寂寞の余韻だけを僕に残して

 雨は降っていなかったように思う。確か街灯の死角、コンクリートの上。半袖だった覚えがあるからそこそこ暖かい日だったのだろう。袖から伸びていた腕にはしばらく包帯が巻かれた。

、久しぶりだな」
「そろそろ来ると思ってた」
「感動薄い奴だぜ。飲むぞ」
「うん」

 友人と呼ぶのが一番いいだろう。男はたまに部屋に上がりこみこうして一緒に酒を飲む。不快なのではない。むしろ私はこの男が来るのを楽しみにしていた。私には引っ越して以来友人というものがいない。もちろん高校の頃の友達と連絡を取り合って会うこともできなくはないがやはり普通に大学に行った人たちはそちらの交友関係が大事だろうし、そうでなければせっかくの休日に私と会おうとする物好きな社会人ということになる。大して目立った学生生活を送らなかった私にそんなものはおらず、またそのことを気にするほど子供でもない。だから日々をこの部屋とバイト先で完結させることに疑問を抱くこともない。
 けれどこの男、フィンクスだけは絶対に失いたくない存在だった。たぶん、いなくなったら泣くだろう。卒業式で泣くのは馬鹿らしかった。そういえばしばらく泣いていない気がする。

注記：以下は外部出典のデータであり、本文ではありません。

//! Bearer-token persistence and identity helpers.
//!
//! The token is the only client-side persisted state, stored in browser
//! LocalStorage under one fixed key. The JWT is treated as opaque except for
//! a single read of the `sub` claim, used to hide self-targeted admin actions.

use base64::engine::general_purpose::URL_SAFE_NO_PAD;
use base64::Engine;
use gloo_storage::{LocalStorage, Storage};

/// LocalStorage key for the authentication token.
pub const AUTH_TOKEN_KEY: &str = "auth_token";

/// The stored bearer token, if any.
pub fn token() -> Option<String> {
    LocalStorage::get::<String>(AUTH_TOKEN_KEY).ok()
}

pub fn store_token(token: &str) {
    if let Err(err) = LocalStorage::set(AUTH_TOKEN_KEY, token) {
        log::error!("failed to persist auth token: {err}");
    }
}

pub fn clear_token() {
    LocalStorage::delete(AUTH_TOKEN_KEY);
}

pub fn is_authenticated() -> bool {
    token().is_some()
}

/// Clear the session and force-navigate to the login route.
///
/// Central 401 policy: executed once by the API client's unauthorized hook,
/// not per call site. No redirect when already on the login page.
pub fn force_login_redirect() {
    log::warn!("session expired, redirecting to login");
    clear_token();
    if let Some(window) = web_sys::window() {
        let location = window.location();
        let on_login = matches!(location.pathname().as_deref(), Ok("/login"));
        if !on_login {
            let _ = location.set_href("/login");
        }
    }
}

/// Username (`sub` claim) of the currently authenticated user.
pub fn current_username() -> Option<String> {
    token().as_deref().and_then(username_from_token)
}

/// Read the `sub` claim out of a JWT without verifying it.
///
/// Verification is the backend's job; the client only needs the name for
/// display and for hiding the self-demotion button.
pub fn username_from_token(token: &str) -> Option<String> {
    let payload = token.split('.').nth(1)?;
    let bytes = URL_SAFE_NO_PAD.decode(payload).ok()?;
    let claims: serde_json::Value = serde_json::from_slice(&bytes).ok()?;
    claims.get("sub")?.as_str().map(str::to_owned)
}

#[cfg(test)]
mod tests {
    use super::*;

    fn fake_jwt(claims: &serde_json::Value) -> String {
        let header = URL_SAFE_NO_PAD.encode(br#"{"alg":"HS256","typ":"JWT"}"#);
        let payload = URL_SAFE_NO_PAD.encode(claims.to_string().as_bytes());
        format!("{header}.{payload}.signature")
    }

    #[test]
    fn reads_sub_claim() {
        let token = fake_jwt(&serde_json::json!({ "sub": "alice", "exp": 1735689600 }));
        assert_eq!(username_from_token(&token), Some("alice".to_string()));
    }

    #[test]
    fn missing_sub_yields_none() {
        let token = fake_jwt(&serde_json::json!({ "exp": 1735689600 }));
        assert_eq!(username_from_token(&token), None);
    }

    #[test]
    fn garbage_token_yields_none() {
        assert_eq!(username_from_token("not-a-jwt"), None);
        assert_eq!(username_from_token("a.b.c"), None);
        assert_eq!(username_from_token(""), None);
    }
}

 フィンクスが持ってきたいつものウイスキーをコップに注ぎ、彼の缶ビールと軽く乾杯する。どうしてここまでしてくれるのか私には分からない。でも聞いたら今の関係が崩れる気がして何も言えなかった。たまに一緒に過ごしてくれるという事実があるのだからそれでいい、ということにする。
 フィンクスは口数が多い方ではない。と思う。でも私の方にあまり話題がないのでよく話してくれる。口数が少ないというか、口下手か。彼の知り合いだという人間の話を聞く。今のところ喧嘩っ早い人といつも喧嘩を止める人くらいしか登場人物がいない。一体どういうコミュニティーに所属しているのだろう。氷がないからぬるいままのアルコールを喉に流す。バイトの制服が入ったリュックを勝手に開けて、フィンクスは大げさに息を吐いてみせた。

「まだめんどくせえことしてんだな」
「稼がなきゃ生きていけないでしょ。私だって好きで続けてるわけじゃない」
「ほー、ご苦労なこった」
「しばらく働かなくていいくらいのお金があればなあ……。あっやばい」
「どうした?」
「煙草。後でコンビニ行ってくる」
「おう」

 こいつは私のバイトをめんどくせえこととしか認識していない。ぐいっと缶を傾けそれを飲み干したフィンクスは、私が煙草の箱を手に取ったのを見て自分のを出す。二人で窓際に並びながら火をつけ煙を吸い込む。夜が明け、夕方になればまた仕事に行かなければならない。一人で見ることはもうほとんどない星空。最近よく晴れている。
 煙草を始めたのはこの男の影響だ。それまでは特に社会に反することなく生きていた私だったが、そこであっさり落ちた。悪いことだから避けていたというより特にきっかけがなかったからやらなかっただけだ。世界の全てと言ってもおかしくはない男が吸っているのを見れば、吸いたくなるのは必然だった。……世界の全てか。

 コンビニから戻ってくると彼はテレビを眺めながら一人飲み進めていた。一緒に行かないかと聞けばめんどくせえ。このめんどくさがりはむしろ何をめんどくさがらないのだろう。

「ただいま」
「ん、なあこいつお前に似てるな」
「適当言わないでよ。誰?」
「映んなくなっちまった」
「そう」
「あ、こいつこいつ」
「……そんなに似てないと思うけど」

 座る前に床やテーブルに転がる空き缶を適当な袋に入れていく。明日バイト行く前に捨てていかないと。何度まとめてくれと言っても聞かないのでもう諦めた。ため息を吐きながらベッドの彼の横に一人分のスペースを空けて座り、コップを手に取る。私に似ていると言われた女優は私よりもちゃんとかわいく笑っている。かわいそうに、こんなところで似ているなんて言われているとは思っていないだろう。全く今後この人を見たら思い出してしまうじゃないか。

 朝が来るのが怖い。この人が帰ってしまうから。分かっている、ひと月も経たないうちにまたやってくるだろうことは。でも、なんだかいつの間にか約束みたいになっていたこれに彼を束縛する力などないことも、分かっていた。フィンクスが何を考えているかは分からないけれど、絶対にまた来ると言って帰るのだ。作ると言っているのに必ずコンビニで私の分までご飯を買ってきてくれる彼は、つまり朝食までの関係。私は日が昇る度に少しだけ憂鬱になる。

「じゃあな、次までに死ぬんじゃねえぞ」
「そんな簡単に死なないよ。ばいばい」
「おー」

 ドアが閉まる。鍵を閉める。ため息はやはり止められなかった。